Two-year data show investigational drug liraglutide more effective at lowering blood sugar than glimepiride

Two-year data show investigational drug liraglutide more effective at lowering blood sugar than glimepiride (7 Jun 2009)

New Orleans - Data presented today at the 69th Annual Scientific Sessions of the American Diabetes Association (ADA) showed that once-daily liraglutide, taken as monotherapy, leads to statistically significant and sustained reductions in blood sugar and weight after two years of treatment. 

In the study, 58% of patients treated with liraglutide 1.8 mg once daily reached and maintained the ADA's blood sugar target of HbA1C less than 7% versus 37% of patients treated with glimepiride 8 mg once daily.(1)

"The fact that liraglutide continues to effectively lower blood sugar after two years of treatment is consistent with its other long-term clinical benefits such as continued reductions in fasting blood sugar and weight," said Dr Alan Garber, Baylor College of Medicine, Houston, a LEADTM 3 principal study investigator. "Even with available treatments, many type 2 diabetes patients still struggle to control their blood sugar, while losing weight. Liraglutide represents an important advance for these patients."

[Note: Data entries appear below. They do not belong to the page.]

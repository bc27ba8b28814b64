//! Spectral shape description of surface features.
//!
//! The eigen-spectrum of a feature's intrinsic geometry is a compact shape
//! descriptor. Operator assembly and eigensolving are deliberately outside
//! this crate; a [`SpectralBackend`] supplies them, while this module owns
//! the mesh-side preparation: isolating the largest connected fragment of a
//! feature and compacting it into a standalone sub-surface.

use nalgebra::Point3;
use tracing::debug;

use crate::algo::region::{largest_segment, segment, SegmentOptions};
use crate::error::{Result, SurfaceError};
use crate::mesh::{MeshGraph, Surface};

/// Numeric black box computing the smallest eigenvalues of a surface's
/// intrinsic operator.
pub trait SpectralBackend {
    /// Return the `k` smallest eigenvalues for the given compact surface.
    fn smallest_eigenvalues(
        &self,
        points: &[Point3<f64>],
        faces: &[[usize; 3]],
        k: usize,
    ) -> Result<Vec<f64>>;
}

/// Spectrum of the largest connected fragment of a feature.
///
/// Segments `scope` into connected components, keeps the largest one
/// (area-weighted when `areas` is given), compacts it into its own surface,
/// and delegates to the backend. Fails with
/// [`SurfaceError::TooFewVertices`] when the fragment has fewer than `k`
/// vertices.
pub fn spectrum_of_largest(
    surface: &Surface,
    graph: &MeshGraph,
    scope: &[usize],
    k: usize,
    areas: Option<&[f64]>,
    backend: &dyn SpectralBackend,
) -> Result<Vec<f64>> {
    if let Some(areas) = areas {
        surface.check_scalars("areas", areas)?;
    }

    let segmentation = segment(scope, graph, &SegmentOptions::default());
    let fragment = largest_segment(&segmentation, areas).unwrap_or_default();
    if fragment.len() < k {
        return Err(SurfaceError::TooFewVertices {
            count: fragment.len(),
            required: k,
        });
    }
    debug!(
        scope = scope.len(),
        fragment = fragment.len(),
        "isolated largest fragment"
    );

    let kept = surface.restrict_faces(&fragment);
    let (sub, _) = surface.compact(&kept)?;
    backend.smallest_eigenvalues(sub.points(), sub.faces(), k)
}

#[cfg(test)]
mod tests {
    use super::*;

    /// Backend that just reports the vertex count it was handed.
    struct CountingBackend;

    impl SpectralBackend for CountingBackend {
        fn smallest_eigenvalues(
            &self,
            points: &[Point3<f64>],
            _faces: &[[usize; 3]],
            k: usize,
        ) -> Result<Vec<f64>> {
            Ok((0..k).map(|i| (points.len() * 100 + i) as f64).collect())
        }
    }

    /// Two components: a quad (4 vertices) and a triangle (3 vertices).
    fn two_fragments() -> (Surface, MeshGraph) {
        let points = vec![
            Point3::new(0.0, 0.0, 0.0),
            Point3::new(1.0, 0.0, 0.0),
            Point3::new(0.0, 1.0, 0.0),
            Point3::new(1.0, 1.0, 0.0),
            Point3::new(5.0, 0.0, 0.0),
            Point3::new(6.0, 0.0, 0.0),
            Point3::new(5.0, 1.0, 0.0),
        ];
        let faces = vec![[0, 1, 2], [1, 3, 2], [4, 5, 6]];
        let surface = Surface::new(points, faces).unwrap();
        let graph = MeshGraph::build(&surface);
        (surface, graph)
    }

    #[test]
    fn test_largest_fragment_delegated() {
        let (surface, graph) = two_fragments();
        let scope: Vec<usize> = (0..7).collect();
        let spectrum =
            spectrum_of_largest(&surface, &graph, &scope, 2, None, &CountingBackend).unwrap();
        // The backend saw the compacted 4-vertex quad.
        assert_eq!(spectrum, vec![400.0, 401.0]);
    }

    #[test]
    fn test_area_weighting_flips_choice() {
        let (surface, graph) = two_fragments();
        let scope: Vec<usize> = (0..7).collect();
        let areas = [0.1, 0.1, 0.1, 0.1, 9.0, 9.0, 9.0];
        let spectrum =
            spectrum_of_largest(&surface, &graph, &scope, 2, Some(&areas), &CountingBackend)
                .unwrap();
        assert_eq!(spectrum, vec![300.0, 301.0]);
    }

    #[test]
    fn test_too_few_vertices() {
        let (surface, graph) = two_fragments();
        let scope = [4, 5, 6];
        let result = spectrum_of_largest(&surface, &graph, &scope, 5, None, &CountingBackend);
        assert!(matches!(
            result,
            Err(SurfaceError::TooFewVertices { count: 3, required: 5 })
        ));
    }
}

The LEADTM 3 extension study also documented that treatment with liraglutide leads to early and lasting weight loss. Many currently available diabetes treatments lead to weight gain(2), a concern for type 2 diabetes patients, most of whom are already overweight.(3)  After two years of treatment with 1.8 mg of liraglutide, mean body weight decreased significantly (-2.7 kg) compared to overall weight increase in the glimepiride group (+1.1 kg).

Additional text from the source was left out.